QUESTIONS FOR CRITICAL THINKING
- It is not the intent of the ESI Act but its implementation in terms of medical facilities and treatment available to its members that would fulfil the constitutional provisions of socio-economic justice. Discuss.
- Do you think the restriction placed on discharge or dismissal of a woman during pregnancy on account of absence is appropriate? Should it prevail irrespective of whether the absence was authorized or unauthorized?
- In IT and ITES sector, attrition is the highest averaging around 12–13 per cent. Why do you think the social-security cover under the gratuity scheme does not help employers retain talent even for the five-year period that makes an employee eligible for the benefit?
- Most of the social-security legislations have ceased to be relevant in the new economy. These legislations mostly covered employees in the organized sector, who don't need them. Critically examine the above statement with reference to the coverage and provisions of the major pieces of social-security legislations in India.
- There is a need for rationalization of various social-security legislations so as to avoid contradictions and duplication. Examine the above with regard to the ESI Act, the Workmen's Compensation Act and the Maternity Benefit Act.
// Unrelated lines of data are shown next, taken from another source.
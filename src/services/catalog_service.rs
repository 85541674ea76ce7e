// src/services/catalog_service.rs

use chrono::Utc;
use rust_decimal::Decimal;
use serde::Deserialize;
use uuid::Uuid;
use validator::{Validate, ValidationError};

use crate::common::error::AppError;
use crate::models::catalog::{Extra, Material, Quote};
use crate::models::data::FluctusData;
use crate::services::quote_service::Quotable;

// ---
// Validação Customizada
// ---
fn validate_not_negative(val: &Decimal) -> Result<(), ValidationError> {
    if val.is_sign_negative() {
        let mut err = ValidationError::new("range");
        err.add_param("min".into(), &0.0);
        err.message = Some("O valor não pode ser negativo.".into());
        return Err(err);
    }
    Ok(())
}

fn validate_positive(val: &Decimal) -> Result<(), ValidationError> {
    if *val <= Decimal::ZERO {
        let mut err = ValidationError::new("range");
        err.add_param("exclusiveMin".into(), &0.0);
        err.message = Some("O rendimento deve ser maior que zero.".into());
        return Err(err);
    }
    Ok(())
}

// ---
// Payload: insumos e embalagens (mesma forma de precificação)
// ---
#[derive(Debug, Deserialize, Validate)]
#[serde(rename_all = "camelCase")]
pub struct NewPriceableItemPayload {
    #[validate(length(min = 1, message = "O nome é obrigatório."))]
    pub name: String,

    #[validate(length(min = 1, message = "A unidade de compra é obrigatória."))]
    pub buy_unit: String,

    #[validate(length(min = 1, message = "A unidade de uso é obrigatória."))]
    pub use_unit: String,

    #[validate(custom(function = "validate_positive"))]
    #[serde(rename = "yield")]
    pub yield_factor: Decimal,

    #[validate(custom(function = "validate_not_negative"))]
    #[serde(default)]
    pub price: Option<Decimal>,

    pub composition: Option<String>,
}

#[derive(Debug, Deserialize, Validate)]
#[serde(rename_all = "camelCase")]
pub struct NewQuotePayload {
    pub supplier_id: Uuid,

    #[validate(custom(function = "validate_not_negative"))]
    pub price: Decimal,

    pub obs: Option<String>,
}

pub fn create_material(
    data: &mut FluctusData,
    payload: NewPriceableItemPayload,
) -> Result<Material, AppError> {
    payload.validate()?;

    let material = Material {
        id: Uuid::new_v4(),
        name: payload.name,
        buy_unit: payload.buy_unit,
        use_unit: payload.use_unit,
        yield_factor: payload.yield_factor,
        composition: payload.composition,
        price: payload.price,
        quotes: Vec::new(),
        selected_quote_id: None,
        created_at: Some(Utc::now()),
    };
    data.materials.push(material.clone());
    Ok(material)
}

pub fn create_extra(
    data: &mut FluctusData,
    payload: NewPriceableItemPayload,
) -> Result<Extra, AppError> {
    payload.validate()?;

    let extra = Extra {
        id: Uuid::new_v4(),
        name: payload.name,
        buy_unit: payload.buy_unit,
        use_unit: payload.use_unit,
        yield_factor: payload.yield_factor,
        price: payload.price,
        quotes: Vec::new(),
        selected_quote_id: None,
        created_at: Some(Utc::now()),
    };
    data.extras.push(extra.clone());
    Ok(extra)
}

/// Anexa uma cotação a um insumo ou embalagem. As cotações pertencem ao
/// item pai e são acrescentadas/removidas de forma independente.
pub fn add_quote_for<T: Quotable>(item: &mut T, payload: NewQuotePayload) -> Result<Quote, AppError> {
    payload.validate()?;

    let quote = Quote {
        id: Uuid::new_v4(),
        supplier_id: payload.supplier_id,
        price: payload.price,
        obs: payload.obs,
    };
    item.quotes_mut().push(quote.clone());
    Ok(quote)
}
Suggest an outline for a coherent legislation covering the provisions of these three Acts.
- The Workmen's Compensation Act is biased against the employer as it covers accidents beyond the control of the management.
- In terms of employee relations management, the provision of gratuity is a good retention strategy.
Mr Sawant's Liability
Mr Sawant has employed a driver whose wages are reimbursed by the company. Mr Sawant has an Act-only policy covering his private car. While driving the vehicle after dropping Mr Sawant at his office, the vehicle collides with a truck and the driver dies on the spot. Being an old car, Mr Sawant had nothing much to lose and that is why he had not taken a comprehensive policy. However, the family of the driver lost their income source.
Is Mr Sawant liable to pay compensation to the dependants of the driver? Specifically state the relevant provisions of the Act under which he is liable.
If the post-mortem reported an unacceptable level of alcohol in the driver, will Mr Sawant be liable to pay compensation? Why or why not?
The Provident Fund Scheme at Metallica Structurals
Metallica Structurals Private Limited is a company in the construction business. The annual turnover is INR 25 billion and it has 500 employees on its rolls, most of them being engineers and technicians. Due to a competitive market, the firm does its best to retain top talent and, therefore, most of the employees draw fixed salary of more than INR 10,000 per month. The Managing Director, Mr Shashikant, one day, while going through the morning correspondence, saw a letter addressed to him by the Metallica Diploma Engineers' Association. Amongst other things, the letter mentioned a “demand” from its members to become a member of the Provident Fund Scheme. Mr Shashikant remembered having told by a consultant that Metallica was not obliged to make any contributions under provident fund.
Going through the provisions of the relevant Act, can you suggest a line of argument that Mr Shashikant may take while discussing the issue with the Diploma Engineers?